Word must have spread.  The next day, one of Lilly's supporters started screaming at me from one end of the hall as soon as she caught site of me.  "What is your problem?  You are a back-stabber.  Nobody died.  Do a reality check.  You are overreacting.  So a patient got a little pill and nobody is hurt, but you have to blow this up like it's the end of the fucking world."  She was screaming as she raced down the hall at me, accusing me of overreacting.  In psych, we call that "projection."  And yes, this was a hall with patient rooms, complete with patients and staff present and watching.

I started training in a particular martial art with a place near my home.  I have not mentioned this, but I feel more confident around these physically aggressive coworkers.

As she approached, I walked towards her so I would not have to retreat as she approached.  She stopped.  "Move out of my way," I said firmly to her.

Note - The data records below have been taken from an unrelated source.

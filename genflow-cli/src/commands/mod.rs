//! CLI command implementations.
//!
//! # Command Modules
//!
//! - [`config`] - Configuration management (path, show, init)
//! - [`run`] - Submit a job and follow it (`run`), or follow an existing job (`watch`)
//! - [`status`] - One-shot status and result queries

pub mod config;
pub mod run;
pub mod status;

"No.  Not until you give me an answer.  I want to know why you . . ." she started ranting again.

I cut her off.  "Move out of my way now, or I will move you."  I stared at her dead on.

And she stepped aside!

I don't like to be physical or aggressive, but my coworkers do not seem to understand any other response.

The really unfortunate part is that when a really serious error is made and higher officials find out, they will want someone to pay, and administration will aim at me.  It's more than a risk of being fired.  I could lose my license and my ability to earn a living.

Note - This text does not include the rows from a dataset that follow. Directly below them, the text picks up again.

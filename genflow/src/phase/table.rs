//! Phase descriptors and validated phase tables.

use std::collections::HashSet;

use thiserror::Error;

/// One named slice of a job's progress range.
///
/// A phase covers `start..end` of the 0..100 progress scale.
#[derive(Debug, Clone, PartialEq, Eq)]
pub struct PhaseDescriptor {
    /// Stable key, matched against per-phase reports from the backend.
    pub key: String,

    /// Human-readable title.
    pub title: String,

    pub description: String,

    /// Inclusive lower bound.
    pub start: u8,

    /// Exclusive upper bound.
    pub end: u8,
}

impl PhaseDescriptor {
    pub fn new(
        key: impl Into<String>,
        title: impl Into<String>,
        description: impl Into<String>,
        start: u8,
        end: u8,
    ) -> Self {
        Self {
            key: key.into(),
            title: title.into(),
            description: description.into(),
            start,
            end,
        }
    }

    /// Returns true if `progress` falls within `start..end`.
    #[inline]
    pub fn contains(&self, progress: u8) -> bool {
        self.start <= progress && progress < self.end
    }
}

/// Reasons a phase table is rejected.
#[derive(Debug, Clone, PartialEq, Eq, Error)]
pub enum PhaseTableError {
    #[error("Phase table is empty")]
    Empty,

    #[error("Duplicate phase key '{0}'")]
    DuplicateKey(String),

    #[error("First phase must start at 0 (starts at {0})")]
    DoesNotStartAtZero(u8),

    #[error("Phase '{key}' has an empty range {start}..{end}")]
    EmptyRange { key: String, start: u8, end: u8 },

    #[error("Phase '{key}' starts at {start} but the previous phase ends at {previous_end}")]
    Gap {
        key: String,
        start: u8,
        previous_end: u8,
    },

    #[error("Last phase must end at 100 (ends at {0})")]
    DoesNotEndAtHundred(u8),
}

/// Ordered, contiguous set of phases covering 0..100.
#[derive(Debug, Clone, PartialEq, Eq)]
pub struct PhaseTable {
    phases: Vec<PhaseDescriptor>,
}

impl PhaseTable {
    /// Validate and build a table.
    pub fn new(phases: Vec<PhaseDescriptor>) -> Result<Self, PhaseTableError> {
        let first = phases.first().ok_or(PhaseTableError::Empty)?;
        if first.start != 0 {
            return Err(PhaseTableError::DoesNotStartAtZero(first.start));
        }

        let mut keys = HashSet::new();
        let mut previous_end = 0u8;
        for phase in &phases {
            if !keys.insert(phase.key.as_str()) {
                return Err(PhaseTableError::DuplicateKey(phase.key.clone()));
            }
            if phase.start >= phase.end {
                return Err(PhaseTableError::EmptyRange {
                    key: phase.key.clone(),
                    start: phase.start,
                    end: phase.end,
                });
            }
            if phase.start != previous_end {
                return Err(PhaseTableError::Gap {
                    key: phase.key.clone(),
                    start: phase.start,
                    previous_end,
                });
            }
            previous_end = phase.end;
        }

        if previous_end != 100 {
            return Err(PhaseTableError::DoesNotEndAtHundred(previous_end));
        }

        Ok(Self { phases })
    }

    /// The five-phase content generation pipeline.
    pub fn content_pipeline() -> Self {
        Self {
            phases: vec![
                PhaseDescriptor::new(
                    "keyword_research",
                    "Keyword research",
                    "Expanding the topic into ranked search keywords",
                    0,
                    20,
                ),
                PhaseDescriptor::new(
                    "content_outline",
                    "Content outline",
                    "Structuring headings and sections around the keywords",
                    20,
                    35,
                ),
                PhaseDescriptor::new(
                    "text_generation",
                    "Text generation",
                    "Writing the body text for every outlined section",
                    35,
                    60,
                ),
                PhaseDescriptor::new(
                    "image_generation",
                    "Image generation",
                    "Producing illustrations for the article",
                    60,
                    85,
                ),
                PhaseDescriptor::new(
                    "assembly",
                    "Assembly",
                    "Combining text and images into the final document",
                    85,
                    100,
                ),
            ],
        }
    }

    pub fn phases(&self) -> &[PhaseDescriptor] {
        &self.phases
    }

    pub fn len(&self) -> usize {
        self.phases.len()
    }

    /// Always false for a validated table.
    pub fn is_empty(&self) -> bool {
        self.phases.is_empty()
    }

    pub fn get(&self, key: &str) -> Option<&PhaseDescriptor> {
        self.phases.iter().find(|p| p.key == key)
    }

    /// Index of the phase containing `progress` (clamped); the last phase at 100.
    pub fn index_at(&self, progress: i32) -> usize {
        let progress = progress.clamp(0, 100) as u8;
        self.phases
            .iter()
            .position(|p| p.contains(progress))
            .unwrap_or(self.phases.len().saturating_sub(1))
    }

    /// Phase containing `progress` (clamped); the last phase at 100.
    pub fn phase_at(&self, progress: i32) -> Option<&PhaseDescriptor> {
        self.phases.get(self.index_at(progress))
    }
}

impl Default for PhaseTable {
    fn default() -> Self {
        Self::content_pipeline()
    }
}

  1. I am afraid for you. I went and observed hearings at my BON, and all of the cases brought before the board were for nurses turned in by their peers/coworkers. None of them were patient initiated. CYA honey.


  2. Ditto, +10.
    Make and keep copies of everything.
    Document fastidiously.
    Which includes a personal journal of all these incidents, with names named, and the who/what/when details. Daily if possible, regularly without fail. Because nothing - NOTHING - scares the h*** out of risk management and HR people like finding out Nurse X has a map of who said what when and to whom, and where all the bodies are buried.
    And seriously consider spending a small amount for an hour's time in consultation with an employment attorney regarding what constitutes a "hostile work environment". You also ought to ask about your state's laws on recording conversations. If you don't need others' consent, the tapes are admissible, if need be. If the law requires the other party consent, what you do is your own business providing you're the only one who knows, and there's nothing that prevents you from taking a recording home to precisely transcribe statements, without bringing them forward or admitting their existence at any point. Most smartphones have a voice recorder feature built in.

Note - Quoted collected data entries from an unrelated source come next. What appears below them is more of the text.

impl Reconciler {
    pub fn new(push_enabled: bool) -> Self {
        Self {
            push_enabled,
            view: WorkflowView::default(),
            request: None,
            transport: None,
            request_in_flight: false,
            result_requested: false,
        }
    }

    pub fn view(&self) -> &WorkflowView {
        &self.view
    }

    pub fn state(&self) -> WorkflowState {
        self.view.state
    }

    pub fn connection(&self) -> ConnectionState {
        self.view.connection
    }

    pub fn run(&self) -> RunId {
        self.view.run
    }

    /// Apply one event and return the commands to execute, in order.
    pub fn handle(&mut self, event: Event) -> Vec<Command> {
        let mut commands = Vec::new();

        match event {
            Event::Submit(request) => self.submit(request, &mut commands),
            Event::Track(job_id) => {
                self.begin_run(&mut commands);
                self.request = None;
                self.track(job_id, &mut commands);
            }
            Event::SubmitCompleted { run, outcome } => self.submit_completed(run, outcome, &mut commands),

            Event::PushOpened => {
                if self.transport == Some(Transport::Push) {
                    self.view.connection = ConnectionState::ConnectedPush;
                    if self.view.state == WorkflowState::Starting {
                        self.transition(WorkflowState::PushActive);
                    }
                }
            }
            Event::PushSnapshot(snapshot) => {
                if self.transport == Some(Transport::Push) {
                    if self.view.state == WorkflowState::Starting {
                        self.view.connection = ConnectionState::ConnectedPush;
                        self.transition(WorkflowState::PushActive);
                    }
                    self.apply_snapshot(snapshot, &mut commands);
                } else {
                    tracing::trace!(run = self.view.run, "Ignoring push snapshot, push not active");
                }
            }
            Event::PushReconnecting { attempt, delay } => {
                if self.transport == Some(Transport::Push) {
                    self.view.connection = ConnectionState::ConnectingPush;
                    tracing::debug!(
                        run = self.view.run,
                        attempt,
                        delay_ms = delay.as_millis() as u64,
                        "Push channel reconnecting"
                    );
                }
            }
            Event::PushClosed => self.push_closed(&mut commands),
            Event::PushFailed { attempts, reason } => self.push_failed(attempts, reason, &mut commands),

            Event::PollSnapshot(snapshot) => {
                if self.transport == Some(Transport::Poll) {
                    self.view.connection = ConnectionState::ConnectedPoll;
                    self.apply_snapshot(snapshot, &mut commands);
                } else {
                    tracing::trace!(run = self.view.run, "Ignoring poll snapshot, polling not active");
                }
            }
            Event::PollWarning(error) => {
                if self.transport == Some(Transport::Poll) {
                    self.view.warning = Some(error.to_string());
                }
            }
            Event::PollFailed(error) => {
                if self.transport == Some(Transport::Poll) && self.view.state.is_tracking() {
                    self.stop_transport(&mut commands);
                    self.fail(ErrorOrigin::Transport, error.to_string(), true);
                }
            }

            Event::ResultCompleted { run, outcome } => self.result_completed(run, outcome),

            Event::Retry => self.retry(&mut commands),

            Event::Reset => {
                self.teardown(&mut commands);
                self.view.run += 1;
                self.request = None;
                self.clear_job_state();
                self.view.job_id = None;
                self.view.connection = ConnectionState::Idle;
                self.transition(WorkflowState::Idle);
            }
        }

        commands
    }

    fn submit(&mut self, request: JobRequest, commands: &mut Vec<Command>) {
        self.begin_run(commands);
        self.request = Some(request.clone());
        self.view.job_id = None;
        self.view.connection = ConnectionState::Idle;
        self.request_in_flight = true;
        self.transition(WorkflowState::Submitting);
        commands.push(Command::Submit {
            run: self.view.run,
            request,
        });
    }

    fn submit_completed(
        &mut self,
        run: RunId,
        outcome: Result<SubmitReceipt, JobClientError>,
        commands: &mut Vec<Command>,
    ) {
        if run != self.view.run || self.view.state != WorkflowState::Submitting {
            tracing::debug!(run, current_run = self.view.run, "Ignoring stale submit outcome");
            return;
        }
        self.request_in_flight = false;

        match outcome {
            Ok(receipt) => {
                tracing::info!(
                    run,
                    job_id = %receipt.job_id,
                    initial_state = %receipt.initial_state,
                    "Job accepted"
                );
                self.track(receipt.job_id, commands);
            }
            Err(e) => {
                let retryable = e.is_retryable();
                self.fail(ErrorOrigin::Submit, e.to_string(), retryable);
            }
        }
    }

    fn push_failed(&mut self, attempts: u32, reason: String, commands: &mut Vec<Command>) {
        if self.transport != Some(Transport::Push) || !self.view.state.is_tracking() {
            return;
        }
        let Some(job_id) = self.view.job_id.clone() else {
            return;
        };

        tracing::warn!(
            run = self.view.run,
            job_id = %job_id,
            attempts,
            reason = %reason,
            "Push channel failed, falling back to polling"
        );
        self.stop_transport(commands);
        self.view.push_downgraded = true;
        self.view.warning = Some(format!(
            "push channel failed after {attempts} attempts ({reason}); polling instead"
        ));
        self.start_poll(job_id, commands);
    }

    /// The connector closes after any terminal snapshot it decodes. If we
    /// are still tracking, that snapshot was rejected, so polling takes over
    /// until an accepted terminal state arrives.
    fn push_closed(&mut self, commands: &mut Vec<Command>) {
        if self.transport != Some(Transport::Push) {
            return;
        }
        self.stop_transport(commands);
        if !self.view.state.is_tracking() {
            return;
        }
        let Some(job_id) = self.view.job_id.clone() else {
            return;
        };
        tracing::info!(
            run = self.view.run,
            job_id = %job_id,
            "Push channel closed before an accepted terminal state, polling instead"
        );
        self.start_poll(job_id, commands);
    }

    fn result_completed(&mut self, run: RunId, outcome: Result<JobArtifact, JobClientError>) {
        if run != self.view.run || self.view.state != WorkflowState::Completing {
            tracing::debug!(run, current_run = self.view.run, "Ignoring stale result outcome");
            return;
        }
        self.request_in_flight = false;

        match outcome {
            Ok(artifact) => {
                self.view.artifact = Some(artifact);
                self.transition(WorkflowState::Done);
            }
            Err(e) => {
                let retryable = e.is_retryable() || matches!(e, JobClientError::NotReady(_));
                self.fail(ErrorOrigin::Result, e.to_string(), retryable);
            }
        }
    }

    fn retry(&mut self, commands: &mut Vec<Command>) {
        if self.view.state != WorkflowState::Failed {
            tracing::debug!(state = %self.view.state, "Retry ignored, workflow has not failed");
            return;
        }
        let origin = self.view.error.as_ref().map(|e| e.origin);
        tracing::info!(run = self.view.run, origin = ?origin, "Retrying workflow");

        match (origin, self.request.clone(), self.view.job_id.clone()) {
            (Some(ErrorOrigin::Result), _, Some(job_id)) => {
                self.begin_run(commands);
                self.track(job_id, commands);
            }
            (_, Some(request), _) => self.submit(request, commands),
            (_, None, Some(job_id)) => {
                self.begin_run(commands);
                self.track(job_id, commands);
            }
            (_, None, None) => {}
        }
    }

    /// Tear down the previous run and start a new one.
    fn begin_run(&mut self, commands: &mut Vec<Command>) {
        self.teardown(commands);
        self.view.run += 1;
        self.clear_job_state();
    }

    /// Start following `job_id` on the preferred transport.
    fn track(&mut self, job_id: JobId, commands: &mut Vec<Command>) {
        self.view.job_id = Some(job_id.clone());
        if self.push_enabled && !self.view.push_downgraded {
            self.transport = Some(Transport::Push);
            self.view.connection = ConnectionState::ConnectingPush;
            self.transition(WorkflowState::Starting);
            commands.push(Command::OpenPush { job_id });
        } else {
            self.start_poll(job_id, commands);
        }
    }

    fn start_poll(&mut self, job_id: JobId, commands: &mut Vec<Command>) {
        self.transport = Some(Transport::Poll);
        self.view.connection = ConnectionState::ConnectingPoll;
        self.transition(WorkflowState::PollActive);
        commands.push(Command::StartPoll { job_id });
    }

    fn apply_snapshot(&mut self, snapshot: StatusSnapshot, commands: &mut Vec<Command>) {
        if !self.view.state.is_tracking() {
            tracing::trace!(state = %self.view.state, "Ignoring snapshot outside tracking states");
            return;
        }
        if self.view.job_id.as_ref() != Some(&snapshot.job_id) {
            tracing::debug!(
                expected = ?self.view.job_id,
                received = %snapshot.job_id,
                "Ignoring snapshot for another job"
            );
            return;
        }
        if let Some(held) = &self.view.snapshot {
            if snapshot.is_older_than(held) {
                tracing::debug!(
                    job_id = %snapshot.job_id,
                    received = ?snapshot.updated_at,
                    held = ?held.updated_at,
                    "Discarding stale snapshot"
                );
                return;
            }
        }

        tracing::debug!(
            job_id = %snapshot.job_id,
            state = %snapshot.lifecycle_state,
            progress = snapshot.progress,
            "Snapshot accepted"
        );
        let lifecycle = snapshot.lifecycle_state;
        let error_message = snapshot.error_message.clone();
        let job_id = snapshot.job_id.clone();
        self.view.snapshot = Some(snapshot);

        match lifecycle {
            LifecycleState::Succeeded => {
                self.stop_transport(commands);
                self.transition(WorkflowState::Completing);
                if !self.result_requested {
                    self.result_requested = true;
                    self.request_in_flight = true;
                    commands.push(Command::FetchResult {
                        run: self.view.run,
                        job_id,
                    });
                }
            }
            LifecycleState::Failed => {
                self.stop_transport(commands);
                let message = error_message.unwrap_or_else(|| "job failed".to_string());
                self.fail(ErrorOrigin::Job, message, true);
            }
            LifecycleState::Queued | LifecycleState::Running => {}
        }
    }

    fn fail(&mut self, origin: ErrorOrigin, message: String, retryable: bool) {
        tracing::warn!(run = self.view.run, %origin, message = %message, retryable, "Workflow failed");
        self.view.error = Some(WorkflowError {
            origin,
            message,
            retryable,
        });
        self.transition(WorkflowState::Failed);
    }

    /// Stop the active transport, if any.
    fn stop_transport(&mut self, commands: &mut Vec<Command>) {
        match self.transport.take() {
            Some(Transport::Push) => commands.push(Command::ClosePush),
            Some(Transport::Poll) => commands.push(Command::StopPoll),
            None => return,
        }
        self.view.connection = ConnectionState::Disconnected;
    }

    /// Stop everything the current run has running.
    fn teardown(&mut self, commands: &mut Vec<Command>) {
        self.stop_transport(commands);
        if self.request_in_flight {
            self.request_in_flight = false;
            commands.push(Command::AbortRequests);
        }
    }

    fn clear_job_state(&mut self) {
        self.view.snapshot = None;
        self.view.artifact = None;
        self.view.error = None;
        self.view.warning = None;
        self.view.push_downgraded = false;
        self.result_requested = false;
    }

    fn transition(&mut self, to: WorkflowState) {
        let from = self.view.state;
        if from != to {
            tracing::info!(run = self.view.run, %from, %to, "Workflow state changed");
            self.view.state = to;
        }
    }
}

    Start setting aside emergency money for a rainy day/sudden unemployment, also for a lawsuit fund, and update your resume(which everyone should do annually at least anyway).
    Ignoring the problem won't make it go away, prevention and mitigation will give you some peace of mind, and if things calm down at some point, you'll have a nice slush fund for a personal vacation somewhere nice.

  3. Thank you for your comments and concerns.
    This is tough to read, but true.
    Nurses are so vindictive.
    I have started taking pictures of people doing the wrong thing as well as errors in charts. I am hoping that developing a repository of evidence will be my Get Out of Jail Free card.